I'm a dog loving freak! Always had dogs my entire childhood and now in my adult life. I feel a bigger bond with animals than I do with humans. That's just my weird self. No, I am not Dr. Doolittle or the Dog whisperer. I just like dogs...and would try and recuse a ton if I could afford it. I already have 3.

The Ladies of the House hold. Mini Schnauzer: Zora, Border Collie: Sasha and Toy: Poodle Ruby
Before I digress anymore, let me get to what I want to talk about.  You know how you are always talking to your dog like a human-being and telling them what to do and you think that they could almost understand what you are saying but then you just shake it off like you are crazy.
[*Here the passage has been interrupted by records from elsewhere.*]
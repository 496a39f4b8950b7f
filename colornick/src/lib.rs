//! Nickname colors for bevy-based game servers.
//!
//! Players pick a chat/nickname color from a fixed palette (via the
//! `colornick` command and its selection menu), operators can assign and
//! lock colors (`setcolornick`, `unlockcolornick`), and choices persist
//! across restarts in the plugin's data folder.
//!
//! The host server is expected to:
//! - spawn an entity with [`entities::player::Player`] when a client joins
//!   (and tag operators with [`commands::Operator`]),
//! - forward chat lines as [`chat::ChatMessageReceived`] and console
//!   commands as [`commands::ColorCommandSent`],
//! - render [`menu::ColorMenu`] when asked to via
//!   [`menu::OpenColorMenuMessage`] and report clicks back as
//!   [`menu::ColorMenuClickMessage`],
//! - deliver [`commands::SendCommandMessageMessage`] and
//!   [`chat::ServerSendChatMessage`] to clients, and tint name tags from
//!   [`teams::ColorTeams`] / [`teams::DisplayName`].

pub mod chat;
pub mod commands;
pub mod entities;
pub mod lang;
pub mod menu;
pub mod palette;
pub mod persistence;
pub mod registry;
pub mod settings;
pub mod teams;

use std::path::PathBuf;

use bevy::prelude::{App, Plugin};

use crate::{lang::Lang, menu::ColorMenu, settings::ColorNickSettings};

/// The plugin. Add it to the server's [`App`]:
///
/// ```no_run
/// use bevy::prelude::*;
/// use colornick::ColorNickPlugin;
///
/// App::new().add_plugins(ColorNickPlugin::default());
/// ```
pub struct ColorNickPlugin {
    /// Where this plugin keeps its config, language tables and color
    /// assignments
    pub data_folder: PathBuf,
}

impl Default for ColorNickPlugin {
    fn default() -> Self {
        Self {
            data_folder: PathBuf::from("colornick"),
        }
    }
}

impl Plugin for ColorNickPlugin {
    fn build(&self, app: &mut App) {
        // Config and the language table are read once, up front, so every
        // system can assume they exist.
        let settings = ColorNickSettings::load(&self.data_folder);
        let lang = Lang::load(&settings);

        app.insert_resource(ColorMenu::from_lang(&lang));
        app.insert_resource(lang);
        app.insert_resource(settings);

        registry::register(app);
        commands::register(app);
        teams::register(app);
        menu::register(app);
        chat::register(app);
        persistence::register(app);
    }
}
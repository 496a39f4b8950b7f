//! Keeps the presentation layer in step with the registry.
//!
//! Each palette color has one team grouping (used by the host to tint name
//! tags and the tab list) and every connected player carries a
//! [`DisplayName`] with their chat color baked in. Memberships are keyed by
//! player name, scoreboard-style, so they are re-derived from the registry
//! when a player joins.

use bevy::{
    platform::collections::{HashMap, HashSet},
    prelude::*,
};
use derive_more::{Deref, Display};

use crate::{
    commands::ProcessCommandsSet,
    entities::player::Player,
    palette::NickColor,
    registry::{NickColorChangedMessage, NickColorRegistry},
};

#[derive(Component, Debug, Display, Deref, Clone, PartialEq, Eq)]
/// The name the host should show for this player in chat and on name tags
pub struct DisplayName(String);

impl DisplayName {
    /// A display name tinted with this color's chat code
    pub fn colored(name: &str, color: NickColor) -> Self {
        Self(format!("{}{}", color.chat_code(), name))
    }

    /// An untinted display name
    pub fn plain(name: &str) -> Self {
        Self(name.to_owned())
    }

    /// The formatted name
    pub fn as_str(&self) -> &str {
        &self.0
    }
}

#[derive(Resource, Default, Debug)]
/// Membership of the per-color team groupings.
///
/// A player name is in at most one grouping at a time - [`Self::assign`]
/// removes them from every other team before adding them to the new one.
pub struct ColorTeams {
    members: HashMap<NickColor, HashSet<String>>,
}

impl ColorTeams {
    /// Moves this player into `color`'s team, leaving whatever team they were
    /// in before
    pub fn assign(&mut self, name: &str, color: NickColor) {
        for (team_color, members) in self.members.iter_mut() {
            if *team_color != color {
                members.remove(name);
            }
        }

        self.members.entry(color).or_default().insert(name.to_owned());
    }

    /// Removes this player from every color team
    pub fn remove_all(&mut self, name: &str) {
        for members in self.members.values_mut() {
            members.remove(name);
        }
    }

    /// The team this player is currently grouped under, if any
    pub fn team_of(&self, name: &str) -> Option<NickColor> {
        self.members
            .iter()
            .find(|(_, members)| members.contains(name))
            .map(|(team_color, _)| *team_color)
    }

    /// Everyone grouped under this color
    pub fn members(&self, color: NickColor) -> impl Iterator<Item = &str> {
        self.members.get(&color).into_iter().flatten().map(String::as_str)
    }
}

#[derive(Debug, Hash, PartialEq, Eq, Clone, SystemSet)]
/// Where the registry-to-presentation sync happens within [`Update`]
pub enum ColorTeamsSet {
    /// Applies registry changes to team memberships and display names
    Sync,
}

fn apply_colors_on_join(
    q_joined: Query<(Entity, &Player), Added<Player>>,
    registry: Res<NickColorRegistry>,
    mut teams: ResMut<ColorTeams>,
    mut commands: Commands,
) {
    for (entity, player) in q_joined.iter() {
        match registry.color_of(player.id()) {
            Some(color) => {
                teams.assign(player.name(), color);
                commands.entity(entity).insert(DisplayName::colored(player.name(), color));
            }
            None => {
                commands.entity(entity).insert(DisplayName::plain(player.name()));
            }
        }
    }
}

fn sync_color_teams(
    mut evr_color_changed: MessageReader<NickColorChangedMessage>,
    q_players: Query<(Entity, &Player)>,
    mut teams: ResMut<ColorTeams>,
    mut commands: Commands,
) {
    for ev in evr_color_changed.read() {
        // Presentation only matters for connected players - anyone offline
        // gets re-applied from the registry when they join.
        let Some((entity, player)) = q_players.iter().find(|(_, player)| player.id() == ev.id) else {
            continue;
        };

        match ev.color {
            Some(color) => {
                teams.assign(player.name(), color);
                commands.entity(entity).insert(DisplayName::colored(player.name(), color));
            }
            None => {
                teams.remove_all(player.name());
                commands.entity(entity).insert(DisplayName::plain(player.name()));
            }
        }
    }
}

pub(super) fn register(app: &mut App) {
    app.init_resource::<ColorTeams>();

    app.configure_sets(Update, ColorTeamsSet::Sync.after(ProcessCommandsSet::HandleCommands));

    app.add_systems(Update, (apply_colors_on_join, sync_color_teams).chain().in_set(ColorTeamsSet::Sync));
}

#[cfg(test)]
mod tests {
    use super::*;

    #[test]
    fn assign_moves_between_teams() {
        let mut teams = ColorTeams::default();

        teams.assign("Steve", NickColor::Red);
        assert_eq!(teams.team_of("Steve"), Some(NickColor::Red));

        teams.assign("Steve", NickColor::Blue);
        assert_eq!(teams.team_of("Steve"), Some(NickColor::Blue));
        assert_eq!(teams.members(NickColor::Red).count(), 0);
        assert_eq!(teams.members(NickColor::Blue).count(), 1);
    }

    #[test]
    fn remove_all_clears_membership() {
        let mut teams = ColorTeams::default();

        teams.assign("Steve", NickColor::Gray);
        teams.remove_all("Steve");
        assert_eq!(teams.team_of("Steve"), None);

        // removing again is fine
        teams.remove_all("Steve");
        assert_eq!(teams.team_of("Steve"), None);
    }

    #[test]
    fn display_names_carry_the_chat_code() {
        assert_eq!(DisplayName::colored("Steve", NickColor::Red).as_str(), "\u{00A7}cSteve");
        assert_eq!(DisplayName::plain("Steve").as_str(), "Steve");
    }
}
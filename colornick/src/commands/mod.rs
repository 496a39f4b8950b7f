//! Responsible for the registration & parsing of this plugin's commands.
//!
//! The host routes raw command lines here as [`ColorCommandSent`] messages
//! (the chat module does this for `/`-prefixed chat). Each command gets a
//! typed parser via [`create_color_command`] and handles its own
//! [`CommandMessage`]s. Feedback goes back through
//! [`SendCommandMessageMessage`], or straight to the console for the server
//! sender.

use bevy::prelude::*;
use thiserror::Error;

mod impls;

#[derive(Debug, Clone, Copy, PartialEq, Eq)]
/// The entity or server that sent this command
pub enum CommandSender {
    /// The server console sent this command
    Server,
    /// A player sent this command
    Player(Entity),
}

#[derive(Component, Debug)]
/// If a player is an operator, they may manage other players' colors and
/// bypass color locks
pub struct Operator;

#[derive(Message, Debug)]
/// Sends output from a command to the player entity
pub struct SendCommandMessageMessage {
    /// Who should see the message
    pub to: Entity,
    /// The text to show them
    pub message: String,
}

impl CommandSender {
    /// Checks if this sender has operator privileges
    pub fn is_operator(&self, q_operator: &Query<&Operator>) -> bool {
        match self {
            Self::Player(entity) => q_operator.contains(*entity),
            Self::Server => true,
        }
    }

    /// Sends a message to this command sender
    ///
    /// Player - delivered via [`SendCommandMessageMessage`]
    /// Server - logged in the server console
    pub fn write(&self, message: impl Into<String>, evw_send_message: &mut MessageWriter<SendCommandMessageMessage>) {
        match self {
            Self::Player(entity) => {
                evw_send_message.write(SendCommandMessageMessage {
                    message: message.into(),
                    to: *entity,
                });
            }
            Self::Server => {
                println!("{}", message.into());
            }
        }
    }
}

#[derive(Message, Debug)]
/// Sent when someone invokes one of this plugin's commands
pub struct ColorCommandSent {
    /// The sender of this command
    pub sender: CommandSender,
    /// The raw string the user typed (this includes the command name)
    pub text: String,
    /// The name of the command, lowercased
    pub name: String,
    /// The args split around spaces
    pub args: Vec<String>,
}

impl ColorCommandSent {
    /// Creates a new command message.
    ///
    /// * `text` The entire command line, without any leading slash
    pub fn new(text: String, sender: CommandSender) -> Self {
        let split: Vec<&str> = text.split(' ').collect();
        let (name_arr, args_arr) = split.split_at(1);

        let name = name_arr[0].to_lowercase();
        let args = args_arr
            .iter()
            .filter(|x| !x.is_empty())
            .map(|x| (*x).to_owned())
            .collect::<Vec<String>>();

        Self { text, name, args, sender }
    }
}

#[derive(Debug, Clone, PartialEq, Eq)]
/// Information that describes how a command should be formatted by the user
pub struct ServerCommand {
    /// Name of the command.
    ///
    /// Example: "colornick"
    pub name: String,
    /// How to use the command.
    ///
    /// Example: "\[player\] \[color\]"
    pub usage: String,
    /// What the command does.
    pub description: String,
}

impl ServerCommand {
    /// Creates a new command descriptor
    ///
    /// * `name` Used to call the command
    /// * `usage` Shows the usage - do not include the `name` in this
    /// * `description` An overview of what the command does
    pub fn new(name: impl Into<String>, usage: impl Into<String>, description: impl Into<String>) -> Self {
        Self {
            name: name.into(),
            usage: usage.into(),
            description: description.into(),
        }
    }
}

#[derive(Resource, Default, Debug)]
/// Every command this plugin registered, for help output
pub struct ColorNickCommands {
    commands: Vec<ServerCommand>,
}

impl ColorNickCommands {
    /// Adds a command's descriptor
    pub fn add_command_info(&mut self, command: ServerCommand) {
        self.commands.push(command);
    }

    /// Gets the descriptor for this command name, if it was registered
    pub fn command_info(&self, name: &str) -> Option<&ServerCommand> {
        self.commands.iter().find(|command| command.name == name)
    }

    /// Iterates over every registered command's descriptor
    pub fn commands(&self) -> impl Iterator<Item = &ServerCommand> {
        self.commands.iter()
    }
}

#[derive(Debug, Clone, PartialEq, Eq, Error)]
/// The ways a command invocation can fail to parse
pub enum ArgumentError {
    /// Not enough arguments were given
    #[error("Not enough arguments")]
    TooFewArguments,
    /// Too many arguments were given
    #[error("Too many arguments")]
    TooManyArguments,
    /// An argument could not be parsed as the type the command expects
    #[error("Argument {arg_index} is not a valid {type_name}")]
    InvalidType {
        /// Which argument was malformed (0-based)
        arg_index: usize,
        /// What the command expected there
        type_name: String,
    },
}

/// A command's typed arguments, parsed from a raw [`ColorCommandSent`]
pub trait ColorCommandType: Sized + Send + Sync + 'static {
    /// Parses this command's arguments, without touching any world state
    fn from_input(ev: &ColorCommandSent) -> Result<Self, ArgumentError>;
}

#[derive(Debug)]
/// A successfully parsed invocation of the command `T`
pub struct CommandMessage<T: ColorCommandType> {
    /// Who invoked the command
    pub sender: CommandSender,
    /// The parsed arguments
    pub command: T,
}

impl<T: ColorCommandType> Message for CommandMessage<T> {}

#[derive(Debug, Hash, PartialEq, Eq, Clone, SystemSet)]
/// The stages command processing goes through every [`Update`]
pub enum ProcessCommandsSet {
    /// Raw [`ColorCommandSent`] messages are parsed into typed
    /// [`CommandMessage`]s (or rejected with a usage message)
    ParseCommands,
    /// Typed commands are executed
    HandleCommands,
}

/// Registers a command: its descriptor for help output, its typed message,
/// and the parsing system that feeds it.
///
/// The command's handler system should be added separately, in
/// [`ProcessCommandsSet::HandleCommands`].
pub fn create_color_command<T: ColorCommandType>(command: ServerCommand, app: &mut App) {
    let name = command.name.clone();
    let usage = format!("Usage: /{} {}", command.name, command.usage);

    app.init_resource::<ColorNickCommands>();
    app.world_mut().resource_mut::<ColorNickCommands>().add_command_info(command);

    app.add_message::<CommandMessage<T>>();

    app.add_systems(
        Update,
        (move |mut evr_command: MessageReader<ColorCommandSent>,
               mut evw_parsed: MessageWriter<CommandMessage<T>>,
               mut evw_send_message: MessageWriter<SendCommandMessageMessage>| {
            for ev in evr_command.read() {
                if ev.name != name {
                    continue;
                }

                match T::from_input(ev) {
                    Ok(command) => {
                        evw_parsed.write(CommandMessage {
                            sender: ev.sender,
                            command,
                        });
                    }
                    Err(error) => {
                        ev.sender.write(format!("{error}. {usage}"), &mut evw_send_message);
                    }
                }
            }
        })
        .in_set(ProcessCommandsSet::ParseCommands),
    );
}

pub(super) fn register(app: &mut App) {
    app.init_resource::<ColorNickCommands>();

    app.configure_sets(
        Update,
        (ProcessCommandsSet::ParseCommands, ProcessCommandsSet::HandleCommands).chain(),
    );

    app.add_message::<ColorCommandSent>().add_message::<SendCommandMessageMessage>();

    impls::register(app);
}

#[cfg(test)]
mod tests {
    use super::*;

    #[test]
    fn command_lines_split_into_name_and_args() {
        let ev = ColorCommandSent::new("SetColorNick Steve  red".into(), CommandSender::Server);

        assert_eq!(ev.name, "setcolornick");
        assert_eq!(ev.args, vec!["Steve".to_owned(), "red".to_owned()]);
    }

    #[test]
    fn bare_command_has_no_args() {
        let ev = ColorCommandSent::new("colornick".into(), CommandSender::Server);

        assert_eq!(ev.name, "colornick");
        assert!(ev.args.is_empty());
    }
}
Well you may not crazy at all.

A recent in the Cell Press journal Current Biology released November 26, shows the first evidence of how dogs differentiate and process those various components of human speech.  Your furry little friend can differentiate between the words you say and the emotion behind them.

"Previous studies showed that dogs have hemispheric biases--left brain versus right--when they process the vocalization sounds of other dogs. Ratcliffe and her supervisor David Reby say it was a logical next step to investigate whether dogs show similar biases in response to the information transmitted in human speech. They played speech from either side of the dog so that the sounds entered each of their ears at the same time and with the same amplitude." (Sciene Daily: Dogs hear our words and how we say them)

The results: "The researchers did observe general biases in dogs' responses to particular aspects of human speech. When presented with familiar spoken commands in which the meaningful components of words were made more obvious, dogs showed a left-hemisphere processing bias, as indicated by turning to the right. When the intonation or speaker-related vocal cues were exaggerated instead, dogs showed a significant right-hemisphere bias." (Sciene Daily: Dogs hear our words and how we say them)

Obviously, it doesn't mean that they will understand everything we say. It just means that they are paying attention to what we say and can make decisions on what we are saying really means to them.